“Global Justice” to Erdogan: Reject Normalization with Assad

WASHINGTON, DC – Global Justice and the Syrian diaspora do not agree with Turkey’s decision to meet with the Assad regime.

A troubling meeting occurred in Moscow on Wednesday between Turkish Defense Minister Hulusi Akar and Ali Mahmoud Abbas — who was appointed Defense Minister by Assad in April — and Russian Defense Minister Sergei Shoigu. News suggesting President Recep Tayyip Erdogan may also meet with Bashar Al-Assad has caused grave concerns among the Syrian diaspora.

People in Syria

Turkey hosts the world’s largest Syrian refugee population. There are approximately 3.6 million Syrians living in Turkey today.
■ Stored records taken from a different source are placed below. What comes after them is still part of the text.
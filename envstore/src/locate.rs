//! Finding the environment block inside a flash image
//!
//! The image is walked in strides of one block size. A stride holds the environment
//! when the little-endian word at its start equals the checksum of the rest of the
//! stride. Nothing else marks a block, so erased flash and unrelated data are told
//! apart from the environment by that checksum alone. A checksum collision on
//! foreign data would be accepted as well; the on-flash format leaves no way to
//! rule that out.

use crate::{crc, CRC_SIZE};

/// Reads the checksum stored at the start of `block`
pub fn stored_checksum(block: &[u8]) -> Option<u32> {
    let word = block.get(..CRC_SIZE)?;
    Some(u32::from_le_bytes([word[0], word[1], word[2], word[3]]))
}

/// Tests if `block` is an environment block by comparing the stored checksum against
/// the checksum of everything after it
pub fn is_valid_block(block: &[u8]) -> bool {
    match stored_checksum(block) {
        Some(stored) => stored == crc::checksum(&block[CRC_SIZE..]),
        None => false,
    }
}

/// Returns the offset of the first stride of `image` that holds a valid block of
/// `block_size` bytes.
///
/// Only whole strides are considered: an image shorter than one block is never
/// searched. Later copies of the environment (redundant or backup blocks) are not
/// looked at once a match is found.
pub fn locate(image: &[u8], block_size: usize) -> Option<usize> {
    if block_size <= CRC_SIZE {
        return None;
    }

    let found = image
        .chunks_exact(block_size)
        .enumerate()
        .map(|(index, block)| (index * block_size, block))
        .find(|(offset, block)| {
            let valid = is_valid_block(block);
            tracing::trace!(
                "Probing {:#010x}: stored crc {:#010x?}, valid: {}",
                offset,
                stored_checksum(block),
                valid
            );
            valid
        })
        .map(|(offset, _)| offset);

    match found {
        Some(offset) => tracing::debug!("Found environment at {:#x}", offset),
        None => tracing::debug!(
            "No environment in {} bytes ({} strides of {:#x})",
            image.len(),
            image.len() / block_size,
            block_size
        ),
    }

    found
}
#![doc = include_str!("../../README.md")]
#![warn(missing_docs)]

pub mod crc;
pub mod env;
mod error;
pub mod flash;
pub mod locate;
pub mod record;

pub use env::{EnvContext, Environment, SetOutcome};
pub use error::EnvError;
pub use flash::{write_aligned, Flash, MemoryFlash};
pub use locate::locate;

/// The size of an environment block in bytes, as used by the reference deployment
pub const BLOCK_SIZE: usize = 0x0001_0000;

/// The number of bytes at the start of a block holding the little-endian checksum
pub const CRC_SIZE: usize = 4;
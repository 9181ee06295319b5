pub mod getenv;
pub mod printenv;
pub mod setenv;
pub mod unsetenv;

use std::path::PathBuf;

use anyhow::Context;
use envstore::{EnvError, Environment};

use crate::{
    config::Config,
    flash::{FileFlash, MtdRegion},
};

/// Where to look for the environment
#[derive(Debug, Clone)]
pub enum Source {
    /// A flash dump or any other file
    Image { path: PathBuf, erase_size: usize },
    /// The MTD partitions of the running system
    Mtd,
}

/// A located environment together with the flash it came from
#[derive(Debug)]
pub struct Session {
    pub flash: FileFlash,
    pub env: Environment,
}

impl Session {
    /// Finds the first flash of `source` holding an environment block.
    ///
    /// MTD regions are tried in index order, up to [Config::max_regions]. Regions that
    /// can't be opened are skipped.
    pub fn open(source: &Source, config: &Config, writable: bool) -> anyhow::Result<Option<Self>> {
        match source {
            Source::Image { path, erase_size } => {
                let flash = FileFlash::open(path, *erase_size, writable)
                    .with_context(|| format!("failed to open {}", path.display()))?;
                Self::locate(flash, config)
            }
            Source::Mtd => {
                let regions = MtdRegion::enumerate(&config.sysfs_root)?;
                for region in regions
                    .into_iter()
                    .filter(|region| region.index < config.max_regions)
                {
                    let path = region.block_device(&config.dev_root);
                    tracing::debug!(
                        "Searching mtd{} \"{}\" ({:#x} bytes) via {}",
                        region.index,
                        region.name,
                        region.size,
                        path.display()
                    );

                    let flash = match FileFlash::open(&path, region.erase_size, writable) {
                        Ok(flash) => flash,
                        Err(err) => {
                            tracing::warn!("Skipping {}: {}", path.display(), err);
                            continue;
                        }
                    };

                    if let Some(session) = Self::locate(flash, config)? {
                        return Ok(Some(session));
                    }
                }
                Ok(None)
            }
        }
    }

    /// Like [Self::open], but not finding an environment is an error
    pub fn find(source: &Source, config: &Config, writable: bool) -> anyhow::Result<Self> {
        Self::open(source, config, writable)?
            .ok_or_else(|| anyhow::anyhow!("no U-Boot environment found"))
    }

    fn locate(flash: FileFlash, config: &Config) -> anyhow::Result<Option<Self>> {
        match Environment::locate(flash.image(), config.block_size) {
            Ok(env) => {
                tracing::info!(
                    "Found environment in {} at {:#x}",
                    flash.path().display(),
                    env.offset()
                );
                Ok(Some(Self { flash, env }))
            }
            Err(EnvError::NotFound) => Ok(None),
            Err(err) => Err(err.into()),
        }
    }
}


#[cfg(test)]
mod tests {
    use super::test_support::*;
    use super::*;
    use pretty_assertions::assert_eq;
    use std::fs;

    const BLOCK: usize = 0x1000;

    fn config(root: &std::path::Path) -> Config {
        Config {
            sysfs_root: root.join("sys"),
            dev_root: root.join("dev"),
            max_regions: 2,
            block_size: BLOCK,
        }
    }

    fn add_mtd(root: &std::path::Path, index: u32, blocks: &[Vec<u8>]) {
        let sys = root.join("sys").join(format!("mtd{index}"));
        fs::create_dir_all(&sys).unwrap();
        fs::create_dir_all(root.join("dev")).unwrap();
        fs::write(sys.join("name"), format!("part{index}")).unwrap();
        fs::write(sys.join("size"), (blocks.len() * BLOCK).to_string()).unwrap();
        fs::write(sys.join("erasesize"), BLOCK.to_string()).unwrap();
        write_image(&root.join("dev").join(format!("mtdblock{index}")), blocks);
    }

    #[test]
    fn image_source() {
        let dir = tempfile::tempdir().unwrap();
        let path = dir.path().join("dump.bin");
        write_image(&path, &[vec![0xFF; BLOCK], block(b"ver=1\0\0", BLOCK)]);

        let source = Source::Image {
            path,
            erase_size: BLOCK,
        };
        let session = Session::open(&source, &config(dir.path()), false)
            .unwrap()
            .unwrap();

        assert_eq!(session.env.offset(), BLOCK);
        assert_eq!(session.env.get("ver").unwrap().as_deref(), Some("1"));
    }

    #[test]
    fn image_without_environment() {
        let dir = tempfile::tempdir().unwrap();
        let path = dir.path().join("dump.bin");
        write_image(&path, &[vec![0; BLOCK]]);

        let source = Source::Image {
            path,
            erase_size: BLOCK,
        };
        assert!(Session::open(&source, &config(dir.path()), false)
            .unwrap()
            .is_none());
    }

    #[test]
    fn first_mtd_region_with_environment_wins() {
        let dir = tempfile::tempdir().unwrap();
        add_mtd(dir.path(), 0, &[vec![0xFF; BLOCK]]);
        add_mtd(dir.path(), 1, &[block(b"part=1\0\0", BLOCK)]);

        let session = Session::open(&Source::Mtd, &config(dir.path()), false)
            .unwrap()
            .unwrap();

        assert!(session.flash.path().ends_with("mtdblock1"));
        assert_eq!(session.env.get("part").unwrap().as_deref(), Some("1"));
    }

    #[test]
    fn regions_past_the_limit_are_ignored() {
        let dir = tempfile::tempdir().unwrap();
        add_mtd(dir.path(), 0, &[vec![0xFF; BLOCK]]);
        add_mtd(dir.path(), 2, &[block(b"part=2\0\0", BLOCK)]);

        assert!(Session::open(&Source::Mtd, &config(dir.path()), false)
            .unwrap()
            .is_none());
    }

    #[test]
    fn unreadable_region_is_skipped() {
        let dir = tempfile::tempdir().unwrap();
        add_mtd(dir.path(), 0, &[vec![0xFF; BLOCK]]);
        add_mtd(dir.path(), 1, &[block(b"part=1\0\0", BLOCK)]);
        fs::remove_file(dir.path().join("dev").join("mtdblock0")).unwrap();

        let session = Session::open(&Source::Mtd, &config(dir.path()), false)
            .unwrap()
            .unwrap();
        assert_eq!(session.env.get("part").unwrap().as_deref(), Some("1"));
    }
}
use anyhow::Context;
use envstore::SetOutcome;

use crate::{
    cmd::{Session, Source},
    config::Config,
    Status,
};

/// Delete a variable and write the environment back
#[derive(clap::Parser)]
pub struct Cmd {
    /// Name of the variable
    key: String,
}

impl Cmd {
    pub fn run(self, source: &Source, config: &Config) -> anyhow::Result<Status> {
        let mut session = Session::find(source, config, true)?;
        let outcome = session
            .env
            .remove_and_persist(&self.key, &mut session.flash)
            .with_context(|| format!("failed to unset {}", self.key))?;

        if outcome == SetOutcome::Unchanged {
            tracing::info!("{} is not set. Nothing will be changed", self.key);
        }
        Ok(Status::Success)
    }
}
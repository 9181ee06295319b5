use tracing_subscriber::EnvFilter;

#[derive(Debug, Clone, Copy, PartialEq, Eq, clap::ValueEnum)]
#[clap(rename_all = "UPPER")]
pub enum LevelFilter {
    Off,
    Error,
    Warn,
    Info,
    Debug,
    Trace,
}

impl LevelFilter {
    fn into_tracing(self) -> tracing::level_filters::LevelFilter {
        match self {
            Self::Off => tracing::level_filters::LevelFilter::OFF,
            Self::Error => tracing::level_filters::LevelFilter::ERROR,
            Self::Warn => tracing::level_filters::LevelFilter::WARN,
            Self::Info => tracing::level_filters::LevelFilter::INFO,
            Self::Debug => tracing::level_filters::LevelFilter::DEBUG,
            Self::Trace => tracing::level_filters::LevelFilter::TRACE,
        }
    }
}

/// The level used when `RUST_LOG` does not say otherwise. An explicit level wins over
/// the number of `-v` flags.
fn default_level(verbose: u8, level: Option<LevelFilter>) -> tracing::level_filters::LevelFilter {
    match (level, verbose) {
        (Some(level), _) => level.into_tracing(),
        (None, 0) => tracing::level_filters::LevelFilter::WARN,
        (None, 1) => tracing::level_filters::LevelFilter::INFO,
        (None, 2) => tracing::level_filters::LevelFilter::DEBUG,
        (None, _) => tracing::level_filters::LevelFilter::TRACE,
    }
}

/// Configures tracing to write to stderr, so stdout only carries environment output.
pub fn setup_logging(verbose: u8, level: Option<LevelFilter>) {
    let filter = EnvFilter::builder()
        .with_default_directive(default_level(verbose, level).into())
        .from_env_lossy();

    tracing_subscriber::fmt()
        .compact()
        .without_time()
        .with_target(false)
        .with_writer(std::io::stderr)
        .with_env_filter(filter)
        .init();
}

#[cfg(test)]
mod tests {
    use super::*;
    use test_case::test_case;
    use tracing::level_filters::LevelFilter as Tracing;

    #[test_case(0, None => Tracing::WARN; "quiet")]
    #[test_case(1, None => Tracing::INFO; "verbose")]
    #[test_case(2, None => Tracing::DEBUG; "very verbose")]
    #[test_case(5, None => Tracing::TRACE; "saturates")]
    #[test_case(3, Some(LevelFilter::Error) => Tracing::ERROR; "explicit level wins")]
    #[test_case(0, Some(LevelFilter::Off) => Tracing::OFF; "off")]
    fn level_selection(verbose: u8, level: Option<LevelFilter>) -> Tracing {
        default_level(verbose, level)
    }
}
//! Implementation of [Flash] for MTD block devices and image files

use std::{
    fs::{self, File, OpenOptions},
    io::{self, Read, Seek, SeekFrom, Write},
    ops::Range,
    path::{Path, PathBuf},
};

use anyhow::Context;
use envstore::Flash;

/// A flash partition as listed by the kernel in `/sys/class/mtd`
#[derive(Debug, Clone, PartialEq, Eq)]
pub struct MtdRegion {
    pub index: u32,
    pub name: String,
    pub size: usize,
    pub erase_size: usize,
}

impl MtdRegion {
    /// Lists all `mtdN` entries below `sysfs_root`, ordered by index.
    /// The read-only `mtdNro` aliases are skipped.
    pub fn enumerate(sysfs_root: &Path) -> anyhow::Result<Vec<Self>> {
        let entries = fs::read_dir(sysfs_root)
            .with_context(|| format!("failed to list MTD devices in {}", sysfs_root.display()))?;

        let mut regions = Vec::new();
        for entry in entries {
            let entry = entry?;
            let file_name = entry.file_name();
            let Some(index) = file_name
                .to_str()
                .and_then(|name| name.strip_prefix("mtd"))
                .and_then(|index| index.parse::<u32>().ok())
            else {
                continue;
            };

            regions.push(Self::read(&entry.path(), index)?);
        }

        regions.sort_by_key(|region| region.index);
        Ok(regions)
    }

    fn read(dir: &Path, index: u32) -> anyhow::Result<Self> {
        let attribute = |name: &str| -> anyhow::Result<String> {
            let path = dir.join(name);
            let value = fs::read_to_string(&path)
                .with_context(|| format!("failed to read {}", path.display()))?;
            Ok(value.trim().to_owned())
        };
        let number = |name: &str| -> anyhow::Result<usize> {
            let value = attribute(name)?;
            parse_int::parse(&value)
                .with_context(|| format!("mtd{index}/{name} is not a number: {value:?}"))
        };

        Ok(Self {
            index,
            name: attribute("name")?,
            size: number("size")?,
            erase_size: number("erasesize")?,
        })
    }

    /// The block device node of this region
    pub fn block_device(&self, dev_root: &Path) -> PathBuf {
        dev_root.join(format!("mtdblock{}", self.index))
    }
}

/// Flash backed by a file, either an MTD block device or a plain image.
///
/// The whole file is read into memory when opened. Erase and program go through the
/// file and are mirrored into that copy, so reads always see what was written.
#[derive(Debug)]
pub struct FileFlash {
    path: PathBuf,
    file: File,
    data: Vec<u8>,
    erase_size: usize,
}

impl FileFlash {
    /// Opens `path`, for writing too if `writable` is set
    pub fn open(path: &Path, erase_size: usize, writable: bool) -> io::Result<Self> {
        let mut file = OpenOptions::new().read(true).write(writable).open(path)?;
        let mut data = Vec::new();
        file.read_to_end(&mut data)?;

        tracing::debug!(
            "Opened {} ({:#x} bytes, erase size {:#x})",
            path.display(),
            data.len(),
            erase_size
        );

        Ok(Self {
            path: path.to_path_buf(),
            file,
            data,
            erase_size,
        })
    }

    pub fn path(&self) -> &Path {
        &self.path
    }

    /// The contents as read from the file
    pub fn image(&self) -> &[u8] {
        &self.data
    }

    fn write_through(&mut self, offset: usize, data: &[u8]) -> io::Result<()> {
        let range = offset..offset + data.len();
        if range.end > self.data.len() {
            return Err(io::Error::new(
                io::ErrorKind::InvalidInput,
                format!("{:#x?} is outside {}", range, self.path.display()),
            ));
        }

        self.file.seek(SeekFrom::Start(offset as u64))?;
        self.file.write_all(data)?;
        self.file.sync_data()?;
        self.data[range].copy_from_slice(data);
        Ok(())
    }
}

impl Flash for FileFlash {
    fn erase_size(&self) -> usize {
        self.erase_size
    }

    fn len(&self) -> usize {
        self.data.len()
    }

    fn read(&self, range: Range<usize>) -> io::Result<&[u8]> {
        self.data.get(range.clone()).ok_or_else(|| {
            io::Error::new(
                io::ErrorKind::UnexpectedEof,
                format!("{:#x?} is outside {}", range, self.path.display()),
            )
        })
    }

    fn erase(&mut self, offset: usize) -> io::Result<()> {
        if self.erase_size == 0 || offset % self.erase_size != 0 {
            return Err(io::Error::new(
                io::ErrorKind::InvalidInput,
                format!("erase address {:#x} is not unit aligned", offset),
            ));
        }
        tracing::trace!("Erasing {:#x} in {}", offset, self.path.display());
        self.write_through(offset, &vec![0xFF; self.erase_size])
    }

    fn program(&mut self, offset: usize, data: &[u8]) -> io::Result<()> {
        tracing::trace!(
            "Programming {:#x} bytes at {:#x} in {}",
            data.len(),
            offset,
            self.path.display()
        );
        self.write_through(offset, data)
    }
}
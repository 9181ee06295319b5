use anyhow::Context;
use envstore::SetOutcome;

use crate::{
    cmd::{Session, Source},
    config::Config,
    Status,
};

/// Set a variable and write the environment back
#[derive(clap::Parser)]
pub struct Cmd {
    /// The assignment, as `key=value`. An empty value is stored as such.
    assignment: String,
}

impl Cmd {
    pub fn run(self, source: &Source, config: &Config) -> anyhow::Result<Status> {
        let Some((key, value)) = split_assignment(&self.assignment) else {
            eprintln!("usage: ubootenv setenv <key>=<value>");
            return Ok(Status::Usage);
        };

        let mut session = Session::find(source, config, true)?;
        let outcome = session
            .env
            .set_and_persist(key, value, &mut session.flash)
            .with_context(|| format!("failed to set {key}"))?;

        if outcome == SetOutcome::Unchanged {
            tracing::info!("{} already has this value. Nothing will be changed", key);
        }
        Ok(Status::Success)
    }
}

/// Splits at the first `=`. The key must not be empty.
fn split_assignment(assignment: &str) -> Option<(&str, &str)> {
    assignment
        .split_once('=')
        .filter(|(key, _)| !key.is_empty())
}
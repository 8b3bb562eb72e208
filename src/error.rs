use std::path::PathBuf;

#[derive(Debug, thiserror::Error)]
pub enum SynthError {
    #[error("Duplicate logical id '{0}'. Every construct path in a stack must be unique")]
    DuplicateLogicalId(String),

    #[error("Duplicate output '{0}'. Site ids must stay unique once reduced to their alphanumeric characters")]
    DuplicateOutput(String),

    #[error("Validation failed on resource '{name}'\n{reason}")]
    Validation { name: String, reason: String },

    #[error("Invalid stack name {name:?}\n{reason}")]
    InvalidStackName { name: String, reason: &'static str },

    #[error("Invalid environment value for {field}\n{reason}")]
    InvalidEnvironment { field: &'static str, reason: String },

    #[error("Cannot find asset folder {0:?}")]
    AssetNotFound(PathBuf),

    #[error("Failed to read asset {path:?}")]
    AssetIo {
        path: PathBuf,
        #[source]
        source: std::io::Error,
    },

    #[error("Failed to package asset {path:?}")]
    Package {
        path: PathBuf,
        #[source]
        source: zip::result::ZipError,
    },

    #[error("Failed to serialize resource '{name}'")]
    Serialize {
        name: String,
        #[source]
        source: serde_json::Error,
    },
}

impl SynthError {
    pub(crate) fn io(path: impl Into<PathBuf>, source: std::io::Error) -> Self {
        SynthError::AssetIo { path: path.into(), source }
    }
}
use super::*;

/// Options for a website served straight out of a public S3 bucket.
#[derive(Debug, Clone, PartialEq, Eq, Deserialize)]
pub struct SiteOptions {
    /// local folder whose contents are uploaded to the bucket.
    pub asset_folder: PathBuf,
    pub index_document: String,
    #[serde(default)]
    pub error_document: Option<String>,
    /// when set, the bucket is named after the domain so it can serve
    /// the naked domain directly.
    #[serde(default)]
    pub domain_name: Option<String>,
    /// when set together with `domain_name`, a second bucket with this
    /// name redirects every request to `domain_name`.
    #[serde(default)]
    pub sub_domain_name: Option<String>,
    #[serde(default)]
    pub encrypt_at_rest: bool,
    #[serde(default)]
    pub removal_policy: RemovalPolicy,
}

impl SiteOptions {
    pub fn new(asset_folder: impl Into<PathBuf>, index_document: &str) -> Self {
        Self {
            asset_folder: asset_folder.into(),
            index_document: index_document.to_string(),
            error_document: None,
            domain_name: None,
            sub_domain_name: None,
            encrypt_at_rest: false,
            removal_policy: RemovalPolicy::default(),
        }
    }
}

#[derive(Debug, Clone)]
pub struct BasicSite {
    pub bucket: LogicalId,
    pub policy: LogicalId,
    pub deployment: BucketDeployment,
    pub redirect_bucket: Option<LogicalId>,
}

impl BasicSite {
    pub fn new<S: Scope>(scope: &mut S, id: &str, options: &SiteOptions) -> Result<Self, SynthError> {
        let bucket = CfnBucket {
            bucket_name: options.domain_name.clone(),
            bucket_encryption: options.encrypt_at_rest.then(BucketEncryption::s3_managed),
            public_access_block_configuration: Some(PublicAccessBlockConfiguration::allow_public_policy()),
            website_configuration: Some(WebsiteConfiguration::hosting(
                &options.index_document,
                options.error_document.as_deref(),
            )),
        };
        let bucket = scope.declare_bucket(&format!("{id}/WebsiteBucket"), bucket, options.removal_policy)?;

        let policy = CfnBucketPolicy {
            bucket: bucket.get_ref().into(),
            policy_document: PolicyDocument::new(vec![
                PolicyStatement::allow(&["s3:GetObject"], vec![objects_arn(&bucket)]).with_principal(json!("*")),
            ]),
        };
        let policy = scope.declare_bucket_policy(&format!("{id}/Policy"), policy)?;

        let deployment = BucketDeployment::new(
            scope,
            &format!("{id}/WebsiteDeploy"),
            BucketDeploymentProps {
                source: &options.asset_folder,
                destination: &bucket,
                distribution: None,
            },
        )?;

        let redirect_bucket = match (&options.domain_name, &options.sub_domain_name) {
            (Some(domain), Some(sub_domain)) => {
                let redirect = CfnBucket {
                    bucket_name: Some(sub_domain.clone()),
                    website_configuration: Some(WebsiteConfiguration::redirect_to(domain, RedirectProtocol::Http)),
                    ..Default::default()
                };
                let path = format!("{id}/WebsiteRedirectBucket");
                Some(scope.declare_bucket(&path, redirect, options.removal_policy)?)
            }
            (None, Some(sub_domain)) => {
                warn!(site = id, sub_domain = %sub_domain, "sub domain given without a domain to redirect to, skipping redirect bucket");
                None
            }
            _ => None,
        };

        let site = Self { bucket, policy, deployment, redirect_bucket };
        scope.add_output(
            &output_name(id, "WebsiteURL"),
            ResourceOutput {
                description: Some(format!("website endpoint of {id}")),
                value: site.website_url(),
            },
        )?;
        Ok(site)
    }

    pub fn website_url(&self) -> Value {
        self.bucket.get_att("WebsiteURL")
    }
}
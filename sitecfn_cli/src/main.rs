use std::path::{Path, PathBuf};

use anyhow::{anyhow, Context};
use clap::{ArgAction, Args, Parser, Subcommand};
use rayon::prelude::*;
use sitecfn::{assets, deploy_script::render_deploy_script, SavedTemplate, Scope, Stack};
use tracing::{debug, info};

mod config;
mod logging;

use config::{find_closest_config, SiteConfig, CONFIG_FILE_NAME};

const TEMPLATE_FILE: &str = "template.json";
const ASSETS_DIR: &str = "assets";
const DEPLOY_SCRIPT: &str = "deploy.sh";

#[derive(Debug, Parser)]
#[command(name = "sitecfn", version, about = "Synthesize CloudFormation templates for static websites")]
struct Cli {
    /// -v for debug logs, -vv for trace logs
    #[arg(short, long, action = ArgAction::Count, global = true)]
    verbose: u8,
    #[command(subcommand)]
    command: Command,
}

#[derive(Debug, Subcommand)]
enum Command {
    /// Write the template, the packaged assets and a deploy script
    Synth {
        #[command(flatten)]
        source: ConfigArgs,
        /// output directory. defaults to `out_dir` from the config,
        /// or `sitecfn.out` next to the config file
        #[arg(short, long)]
        out: Option<PathBuf>,
    },
    /// Print the template to stdout
    Print {
        #[command(flatten)]
        source: ConfigArgs,
    },
}

#[derive(Debug, Args)]
struct ConfigArgs {
    /// path to the site definition. searched for upwards from the
    /// current directory when omitted
    #[arg(short, long)]
    config: Option<PathBuf>,
    #[arg(long, env = "SITECFN_REGION")]
    region: Option<String>,
}

impl ConfigArgs {
    fn load(&self) -> anyhow::Result<(PathBuf, SiteConfig)> {
        let path = match &self.config {
            Some(p) => p.clone(),
            None => {
                let currdir = std::env::current_dir().context("Failed to get current directory")?;
                find_closest_config(currdir.clone())
                    .ok_or_else(|| anyhow!("Failed to find {CONFIG_FILE_NAME} from {:?}", currdir))?
            }
        };
        let mut config = SiteConfig::load(&path)?;
        if let Some(region) = &self.region {
            config.region = region.clone();
        }
        debug!(config = ?path, region = %config.region, "loaded site config");
        Ok((path, config))
    }
}

fn main() {
    let cli = Cli::parse();
    if let Err(e) = logging::init(cli.verbose) {
        eprintln!("{e}");
        std::process::exit(1);
    }
    let res = match cli.command {
        Command::Synth { source, out } => synth(&source, out),
        Command::Print { source } => print(&source),
    };
    if let Err(e) = res {
        eprintln!("{e:#}");
        std::process::exit(1);
    }
}

fn build(source: &ConfigArgs) -> anyhow::Result<(PathBuf, SiteConfig, Stack, SavedTemplate)> {
    let (path, config) = source.load()?;
    let stack = config.build_stack()?;
    let template = stack.synth()?;
    Ok((path, config, stack, template))
}

fn print(source: &ConfigArgs) -> anyhow::Result<()> {
    let (_, _, _, template) = build(source)?;
    println!("{}", template.to_json_pretty()?);
    Ok(())
}

fn synth(source: &ConfigArgs, out: Option<PathBuf>) -> anyhow::Result<()> {
    let (path, config, stack, template) = build(source)?;
    let out_dir = match out.or_else(|| config.out_dir.clone()) {
        Some(o) => o,
        None => path.parent().unwrap_or_else(|| Path::new(".")).join("sitecfn.out"),
    };
    std::fs::create_dir_all(&out_dir)
        .with_context(|| format!("Failed to create output directory {:?}", out_dir))?;

    let archives = stack
        .assets()
        .par_iter()
        .map(|asset| assets::package(asset, &out_dir))
        .collect::<Result<Vec<_>, _>>()?;
    for archive in &archives {
        debug!(archive = ?archive, "packaged asset");
    }

    let template_path = out_dir.join(TEMPLATE_FILE);
    std::fs::write(&template_path, template.to_json_pretty()?)
        .with_context(|| format!("Failed to write template {:?}", template_path))?;

    let script = render_deploy_script(stack.name(), stack.env(), TEMPLATE_FILE, ASSETS_DIR);
    let script_path = out_dir.join(DEPLOY_SCRIPT);
    std::fs::write(&script_path, script)
        .with_context(|| format!("Failed to write deploy script {:?}", script_path))?;
    make_executable(&script_path)?;

    info!(
        stack = stack.name(),
        resources = template.resources.len(),
        assets = archives.len(),
        out = ?out_dir,
        "synthesized"
    );
    Ok(())
}

#[cfg(unix)]
fn make_executable(path: &Path) -> anyhow::Result<()> {
    use std::os::unix::fs::PermissionsExt;
    let mut perms = std::fs::metadata(path)
        .with_context(|| format!("Failed to read permissions of {:?}", path))?
        .permissions();
    perms.set_mode(0o755);
    std::fs::set_permissions(path, perms).with_context(|| format!("Failed to make {:?} executable", path))
}

#[cfg(not(unix))]
fn make_executable(_path: &Path) -> anyhow::Result<()> {
    Ok(())
}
“We do not accept normalization with Assad,” said Global Justice Vice President Maissa Kabbani. “Legitimizing Assad by meeting with him will not entice the Syrian refugees to return to a country they no longer recognize,” Kabbani added, noting that “we understand that with upcoming elections, President Erdogan perhaps believes meeting with Assad will increase his position in the polls by enticing Syrian refugees in Turkey to return to Syria…However, Assad will not cede ground and the Syrian refugees will not seek a voluntary return to their war-ravaged country.”

People in Syria

Turkey broke off diplomatic ties with Syria in 2012, one year into the Syrian conflict, with Erdogan taking a global stand against Assad as one of the first world leaders to call for an end to his lethal reign in Syria. However, several world leaders have considered normalizing relations with Damascus.

The policy for the return of Syrian refugees to their home country has been a safe and voluntary return. This will only occur when there is a secure and safe environment in the country. This is what Global Justice is working toward.

Global Justice President Dr. Haytham Albizem said, “Global Justice’s various initiatives in Northern Syria are providing a sound economic and agricultural foundation for the Syrian people so they may voluntarily return to their homeland with a sense of stability, shelter, and the ability to provide for themselves and their families through tangible economic opportunities.”